C’était très compliqué. Je pense que c’était le cas pour toutes les organisations culturelles à travers le monde. Pendant le premier confinement, nous étions tous gagnés par l’angoisse totale. Après un moment de réflexion, nous avons commencé à organiser des événements en collaboration avec des artistes en ligne. Dans un deuxième temps, nous avons commencé à fonctionner à 50% de notre capacité. Ce qui n’était pas nécessairement financièrement viable.

Au lieu de fermer le théâtre nous avons continué à rouler afin de continuer à être présents dans la tête des gens à travers différentes offres. La demande pour l’art et la culture est tellement faible qu’il fallait continuer à entretenir le peu que nous avons afin de maintenir les habitudes culturelles.

Ce qui nous a surtout motivés, c’est l’idée de savoir quelles sont les alternatives dont nous disposons dans les moments de crise. Nous avons fait l’impasse sur tout ce qui concerne revenus et finances pour maintenir l’Arts Centre en activité. C’était un antidote majeur contre l’angoisse et la crise à laquelle nous étions confrontés. Heureusement que le retour tant attendu à la normale est arrivé.

Le centre célébra bientôt ses cinq ans. Quel est votre bilan pour ces quatre dernières années ?

Le Caudan Arts Centre a grandi et continue à grandir tous les jours avec chaque événement. Nous avions commencé nos activités en décembre 2018, à un moment la préoccupation des Mauriciens était ailleurs, notamment dans les préparatifs pour les fêtes de fin d’année. Je me souviens avoir vu le Caudan Waterfront bondé de monde mais qui passait en toute indifférence devant le Caudan Arts Centre.
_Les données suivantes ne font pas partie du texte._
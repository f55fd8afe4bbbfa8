use clap::{ArgAction, Parser, Subcommand};
use microsim_engine::config::{DEFAULT_BIND_ADDR, DEFAULT_TRANSPORT_TIMEOUT_MS};
use microsim_engine::{
    FileRunSource, FileTopologyProvider, GeneratorConfig, Reconciler, RunSource, RunSpec,
    ServiceConfig, ServiceState, serve,
};
use microsim_store::{FsStatusStore, RunStatus, StatusStore};
use std::path::{Path, PathBuf};
use std::process::ExitCode;
use std::sync::Arc;
use std::time::{SystemTime, UNIX_EPOCH};
use tracing_subscriber::EnvFilter;

#[derive(Parser, Debug)]
#[command(name = "microsim")]
#[command(about = "Simulated services and traffic generator for MicroSim")]
struct Cli {
    #[command(subcommand)]
    command: Commands,
}

#[derive(Subcommand, Debug)]
enum Commands {
    Serve(ServeArgs),
    Generate(GenerateArgs),
    InspectStatus(InspectStatusArgs),
}

#[derive(clap::Args, Debug)]
struct ServeArgs {
    /// Name reported in every response; `SERVICE_NAME` takes precedence.
    #[arg(long)]
    service_name: Option<String>,
    #[arg(long, default_value = DEFAULT_BIND_ADDR)]
    addr: String,
    #[arg(long, default_value_t = DEFAULT_TRANSPORT_TIMEOUT_MS)]
    transport_timeout_ms: u64,
}

#[derive(clap::Args, Debug)]
struct GenerateArgs {
    #[arg(long)]
    run_file: PathBuf,
    #[arg(long)]
    topology_file: PathBuf,
    #[arg(long)]
    state_dir: PathBuf,
    #[arg(long, default_value_t = DEFAULT_TRANSPORT_TIMEOUT_MS)]
    transport_timeout_ms: u64,
    #[arg(long)]
    max_prerequisite_retries: Option<u32>,
}

#[derive(clap::Args, Debug)]
struct InspectStatusArgs {
    #[arg(long)]
    state_dir: PathBuf,
    #[arg(long)]
    run_id: String,
    #[arg(long, action = ArgAction::SetTrue)]
    json: bool,
}

#[tokio::main]
async fn main() -> ExitCode {
    let _ = dotenvy::dotenv();
    init_tracing();

    let cli = Cli::parse();
    let result = match cli.command {
        Commands::Serve(args) => serve_command(args).await,
        Commands::Generate(args) => generate_command(args).await,
        Commands::InspectStatus(args) => inspect_status_command(args).await,
    };

    match result {
        Ok(code) => code,
        Err(error) => {
            eprintln!("error: {error}");
            ExitCode::from(1)
        }
    }
}

fn init_tracing() {
    let filter = EnvFilter::try_from_default_env().unwrap_or_else(|_| EnvFilter::new("info"));
    let _ = tracing_subscriber::fmt()
        .with_env_filter(filter)
        .with_writer(std::io::stderr)
        .try_init();
}

async fn serve_command(args: ServeArgs) -> Result<ExitCode, String> {
    let config = ServiceConfig {
        bind_addr: normalize_bind_addr(&args.addr),
        transport_timeout_ms: args.transport_timeout_ms,
        ..ServiceConfig::default()
    }
    .with_service_name_override(args.service_name)
    .with_env_overrides();

    tracing::info!(
        service = %config.service_name,
        addr = %config.bind_addr,
        transport_timeout_ms = config.transport_timeout_ms,
        "starting simulated service"
    );
    let state = ServiceState::from_config(&config).map_err(|error| error.to_string())?;
    let listener = tokio::net::TcpListener::bind(&config.bind_addr)
        .await
        .map_err(|e| format!("failed binding '{}': {e}", config.bind_addr))?;
    serve(listener, state)
        .await
        .map_err(|error| error.to_string())?;
    Ok(ExitCode::SUCCESS)
}

async fn generate_command(args: GenerateArgs) -> Result<ExitCode, String> {
    let spec = stamp_run_file(&args.run_file)?;
    let store = Arc::new(FsStatusStore::new(&args.state_dir).map_err(|e| e.to_string())?);
    let config = GeneratorConfig {
        transport_timeout_ms: args.transport_timeout_ms,
        max_prerequisite_retries: args.max_prerequisite_retries,
        ..GeneratorConfig::default()
    };
    let runs: Arc<dyn RunSource> = Arc::new(FileRunSource::new(&args.run_file));
    let reconciler = Reconciler::new(
        runs,
        Arc::new(FileTopologyProvider::new(&args.topology_file)),
        store.clone(),
        &config,
    )
    .map_err(|error| error.to_string())?;

    tracing::info!(
        run_id = %spec.run_id,
        topology_id = %spec.topology_id,
        state_dir = %args.state_dir.display(),
        "generating traffic"
    );
    let reason = reconciler
        .run(&spec.run_id)
        .await
        .map_err(|error| error.to_string())?;
    tracing::info!(run_id = %spec.run_id, %reason, "generation stopped");

    let status = store
        .get_status(&spec.run_id)
        .await
        .map_err(|e| e.to_string())?
        .unwrap_or_default();
    println!("run_id: {}", spec.run_id);
    println!("stop_reason: {reason}");
    println!("done_request_count: {}", status.done_request_count);
    println!("results: {}", status.results.len());
    Ok(ExitCode::SUCCESS)
}

async fn inspect_status_command(args: InspectStatusArgs) -> Result<ExitCode, String> {
    let store = FsStatusStore::new(&args.state_dir).map_err(|e| e.to_string())?;
    let status = store
        .get_status(&args.run_id)
        .await
        .map_err(|e| e.to_string())?
        .ok_or_else(|| format!("run '{}' has no recorded status", args.run_id))?;

    if args.json {
        let json = serde_json::to_string_pretty(&status).map_err(|e| e.to_string())?;
        println!("{json}");
    } else {
        print_status(&args.run_id, &status);
    }
    Ok(ExitCode::SUCCESS)
}

fn print_status(run_id: &str, status: &RunStatus) {
    println!("run_id: {run_id}");
    println!("done_request_count: {}", status.done_request_count);
    println!("total_response_time_us: {}", status.total_response_time_us);
    println!(
        "average_response_time_us: {}",
        status
            .average_response_time()
            .map(|average| average.as_micros().to_string())
            .unwrap_or_else(|| "<none>".to_string())
    );
    println!("replica_count: {}", status.replica_count);
    println!("results: {}", status.results.len());
    if let Some(at) = status.last_round_at_ms {
        println!("last_round_at_ms: {at}");
    }
}

/// Gives a fresh run its creation time so timeouts are measured from first use.
fn stamp_run_file(path: &Path) -> Result<RunSpec, String> {
    let raw = std::fs::read(path)
        .map_err(|e| format!("failed reading run file '{}': {e}", path.display()))?;
    let mut spec = RunSpec::from_json(&raw).map_err(|error| error.to_string())?;
    if spec.created_at_ms.is_some() {
        return Ok(spec);
    }

    let now_ms = SystemTime::now()
        .duration_since(UNIX_EPOCH)
        .map(|elapsed| elapsed.as_millis() as u64)
        .map_err(|e| format!("system clock is before the epoch: {e}"))?;
    spec.created_at_ms = Some(now_ms);
    let encoded = serde_json::to_vec_pretty(&spec).map_err(|e| e.to_string())?;
    std::fs::write(path, encoded)
        .map_err(|e| format!("failed writing run file '{}': {e}", path.display()))?;
    Ok(spec)
}

/// Accepts the `:8080` shorthand for all interfaces.
fn normalize_bind_addr(addr: &str) -> String {
    if addr.starts_with(':') {
        format!("0.0.0.0{addr}")
    } else {
        addr.to_string()
    }
}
C’est ainsi que durant la première année, nous avions fait une étude détaillée pour décider quel est le public cible, le genre de spectacle que nous souhaitions avoir. Nous avons travaillé avec les artistes afin de monter un certain nombre de spectacles. Nous avons avancé pas à pas. Au début, c’était très Challenging. Graduellement, nous avons construit notre notoriété à travers nos offres. Nous avons grandi mais nous avons encore beaucoup à faire. Il y a encore beaucoup de personnes qui n’ont pas encore découvert le Caudan Arts Centre afin de leur faire vivre les événements que nous organisons. En espérant que ses enfants s’y intéressent également. Voilà le jardin que nous aurons à cultiver.
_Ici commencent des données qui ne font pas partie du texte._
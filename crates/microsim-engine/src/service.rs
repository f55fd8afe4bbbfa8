//! A simulated service: receives a route fragment, runs its faults, forwards
//! to its children and answers with a response tree mirroring the request.

use crate::client::{HopClient, REQUEST_ID_HEADER};
use crate::config::ServiceConfig;
use crate::dispatch::forward_children;
use crate::faults::{FaultRegistry, core_registry, run_faults};
use crate::route::{ResponseNode, RouteNode};
use crate::SimError;
use axum::Router;
use axum::body::Bytes;
use axum::extract::{ConnectInfo, State};
use axum::http::{HeaderMap, Method, StatusCode, Uri};
use axum::response::IntoResponse;
use axum::routing::{get, post};
use axum::Json;
use std::net::SocketAddr;
use std::sync::Arc;
use tokio::net::TcpListener;
use uuid::Uuid;

#[derive(Clone, Debug)]
pub struct ServiceState {
    inner: Arc<ServiceInner>,
}

#[derive(Debug)]
struct ServiceInner {
    service_name: String,
    registry: FaultRegistry,
    client: HopClient,
}

impl ServiceState {
    pub fn new(service_name: impl Into<String>, registry: FaultRegistry, client: HopClient) -> Self {
        Self {
            inner: Arc::new(ServiceInner {
                service_name: service_name.into(),
                registry,
                client,
            }),
        }
    }

    pub fn from_config(config: &ServiceConfig) -> Result<Self, SimError> {
        let client = HopClient::new(config.transport_timeout())?;
        Ok(Self::new(config.service_name.clone(), core_registry(), client))
    }

    pub fn service_name(&self) -> &str {
        &self.inner.service_name
    }

    /// Handles one inbound call. Decode failures answer 400 without running
    /// faults or forwarding; everything after decode folds into `errors`.
    pub async fn handle(&self, body: &[u8], request_id: &str) -> (StatusCode, ResponseNode) {
        let mut response = ResponseNode::for_service(self.inner.service_name.clone());

        let route = match RouteNode::from_json(body) {
            Ok(route) => route,
            Err(error) => {
                response.errors.push(error.to_string());
                return (StatusCode::BAD_REQUEST, response);
            }
        };
        response.address = route.designation.clone();

        let decoded = self
            .inner
            .registry
            .decode_all(&route.faults.before)
            .and_then(|before| {
                self.inner
                    .registry
                    .decode_all(&route.faults.after)
                    .map(|after| (before, after))
            });
        let (before, after) = match decoded {
            Ok(faults) => faults,
            Err(error) => {
                response.errors.push(SimError::from(error).to_string());
                return (StatusCode::BAD_REQUEST, response);
            }
        };

        response.errors.extend(run_faults(&before).await);

        let forwarded = forward_children(&self.inner.client, &route.routes, request_id).await;
        response.errors.extend(forwarded.errors);
        for child in forwarded.responses.iter().flatten() {
            response.errors.extend(child.errors.iter().cloned());
        }
        response.response = forwarded.responses;

        response.errors.extend(run_faults(&after).await);

        (StatusCode::OK, response)
    }
}

pub fn router(state: ServiceState) -> Router {
    Router::new()
        .route("/", post(handle_route))
        .route("/healthz", get(healthz))
        .with_state(state)
}

pub async fn serve(listener: TcpListener, state: ServiceState) -> Result<(), SimError> {
    let local = listener
        .local_addr()
        .map_err(|err| SimError::Runtime(format!("listener address unavailable: {err}")))?;
    tracing::info!(service = state.service_name(), addr = %local, "service started");
    axum::serve(
        listener,
        router(state).into_make_service_with_connect_info::<SocketAddr>(),
    )
    .await
        .map_err(|err| SimError::Runtime(format!("server stopped: {err}")))
}

async fn handle_route(
    State(state): State<ServiceState>,
    remote: Option<ConnectInfo<SocketAddr>>,
    method: Method,
    uri: Uri,
    headers: HeaderMap,
    body: Bytes,
) -> impl IntoResponse {
    let request_id = headers
        .get(REQUEST_ID_HEADER)
        .and_then(|value| value.to_str().ok())
        .filter(|value| !value.is_empty())
        .map(str::to_string)
        .unwrap_or_else(|| Uuid::new_v4().to_string());
    tracing::debug!(
        request_id = %request_id,
        remote = ?remote.map(|ConnectInfo(addr)| addr),
        %method,
        path = uri.path(),
        body = %String::from_utf8_lossy(&body),
        "inbound request"
    );

    let (status, response) = state.handle(&body, &request_id).await;
    match serde_json::to_string(&response) {
        Ok(compact) => tracing::info!(
            request_id = %request_id,
            status = status.as_u16(),
            response = %compact,
            "request handled"
        ),
        Err(error) => tracing::warn!(request_id = %request_id, %error, "response not loggable"),
    }
    (status, Json(response))
}

async fn healthz() -> &'static str {
    "ok"
}

#[cfg(test)]
mod tests {
    use super::*;
    use std::io::Write;
    use std::sync::Mutex;
    use std::time::Duration;

    #[derive(Clone, Default)]
    struct CapturedLogs(Arc<Mutex<Vec<u8>>>);

    impl Write for CapturedLogs {
        fn write(&mut self, buf: &[u8]) -> std::io::Result<usize> {
            self.0
                .lock()
                .expect("log buffer mutex poisoned")
                .extend_from_slice(buf);
            Ok(buf.len())
        }

        fn flush(&mut self) -> std::io::Result<()> {
            Ok(())
        }
    }

    impl CapturedLogs {
        fn text(&self) -> String {
            String::from_utf8_lossy(&self.0.lock().expect("log buffer mutex poisoned")).into_owned()
        }
    }

    fn state() -> ServiceState {
        ServiceState::new(
            "svc",
            core_registry(),
            HopClient::new(Duration::from_secs(1)).expect("client should build"),
        )
    }

    #[tokio::test(flavor = "current_thread")]
    async fn handle_invalid_json_expected_bad_request_without_address() {
        let (status, response) = state().handle(b"{not json", "req").await;
        assert_eq!(status, StatusCode::BAD_REQUEST);
        assert_eq!(response.service, "svc");
        assert!(response.address.is_empty());
        assert_eq!(response.errors.len(), 1);
        assert!(response.response.is_empty());
    }

    #[tokio::test(flavor = "current_thread")]
    async fn handle_unknown_fault_expected_bad_request_with_address() {
        let body = br#"{"designation":"http://svc/","faults":{"before":[{"type":"cpu-spike"}]}}"#;
        let (status, response) = state().handle(body, "req").await;
        assert_eq!(status, StatusCode::BAD_REQUEST);
        assert_eq!(response.address, "http://svc/");
        assert_eq!(response.errors.len(), 1);
        assert!(response.errors[0].contains("cpu-spike"));
    }

    #[tokio::test(flavor = "current_thread")]
    async fn handle_leaf_expected_ok_and_empty_response() {
        let (status, response) = state()
            .handle(br#"{"designation":"http://svc/"}"#, "req")
            .await;
        assert_eq!(status, StatusCode::OK);
        assert_eq!(response.address, "http://svc/");
        assert!(response.errors.is_empty());
        assert!(response.response.is_empty());
    }

    #[tokio::test(flavor = "current_thread")]
    async fn handle_route_expected_inbound_call_logged_at_debug() {
        let logs = CapturedLogs::default();
        let writer = logs.clone();
        let subscriber = tracing_subscriber::fmt()
            .with_max_level(tracing::Level::DEBUG)
            .with_ansi(false)
            .with_writer(move || writer.clone())
            .finish();
        let _guard = tracing::subscriber::set_default(subscriber);

        let mut headers = HeaderMap::new();
        headers.insert(REQUEST_ID_HEADER, "req-logged".parse().expect("valid header"));
        let remote: SocketAddr = "127.0.0.1:40123".parse().expect("valid socket addr");
        let _ = handle_route(
            State(state()),
            Some(ConnectInfo(remote)),
            Method::POST,
            Uri::from_static("/"),
            headers,
            Bytes::from_static(br#"{"designation":"http://svc/"}"#),
        )
        .await;

        let text = logs.text();
        assert!(text.contains("inbound request"), "logs:\n{text}");
        assert!(text.contains("req-logged"));
        assert!(text.contains("127.0.0.1:40123"));
        assert!(text.contains("POST"));
        assert!(text.contains("http://svc/"));
    }
}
À un moment Komiko est venu chez nous. Je pense qu’ils retourneront à ABC. Il faut qu’ils continuent. En fin de compte, c’est l’industrie de l’art qui en bénéficiera. Il faut que la consommation artistique et culturelle devienne un besoin comme l’est la nourriture. Il nous faudra l’acheter bien que, contrairement à la consommation matérielle, l’art soit apprécié à travers une expérience vécue.

Peut-on dire que l’art est une industrie rentable à Maurice ?
À première vue, non. C’est très compliqué à Maurice. Lorsqu’on mesure le nombre de personnes qui se déplacent pour voir un spectacle sur une année et qui sont disponibles à payer pour le faire, on est en présence d’une infime minorité. C’est une industrie qui demande beaucoup de développement.

Dans la majorité des pays, le domaine de l’art et de la culture est tellement précieux pour un pays afin de rassembler et unir les populations venant de tous bords. Les gouvernements acceptent de subventionner les événements, les centres culturels ou les théâtres. À Maurice, nous n’en sommes pas encore là. Je ne sais pas quand est-ce que nous atteindrons cette phase. Aussi longtemps qu’on ne réalise pas l’importance de l’art et de la culture pour une population, je ne crois pas que l’État s’intéressera aux artistes.

Voulez-vous dire que l’art n’est pas rentable politiquement ?
Il y a eu quelques démarches de la part des autorités. Le National Arts Fund a permis de soutenir beaucoup d’artistes. C’est très positif. Il faut toutefois avoir une vision plus large. Nous avons l’habitude de nous flatter d’être une société multiculturelle, ce qui est vrai. Nous partageons beaucoup d’attitudes, par exemple autour du thé comme nous le faisons en ce moment. Les deux domaines autour desquels on peut réunir les Mauriciens sont d’abord le sport. Nous l’avons vu avec les Jeux des Îles, les athlètes comme Buckland et Milazar, hier, Noa Bibi, Noemi Alphonse et les autres aujourd’hui. Le vibe créé autour de ses athlètes permet de surmonter toutes les barrières.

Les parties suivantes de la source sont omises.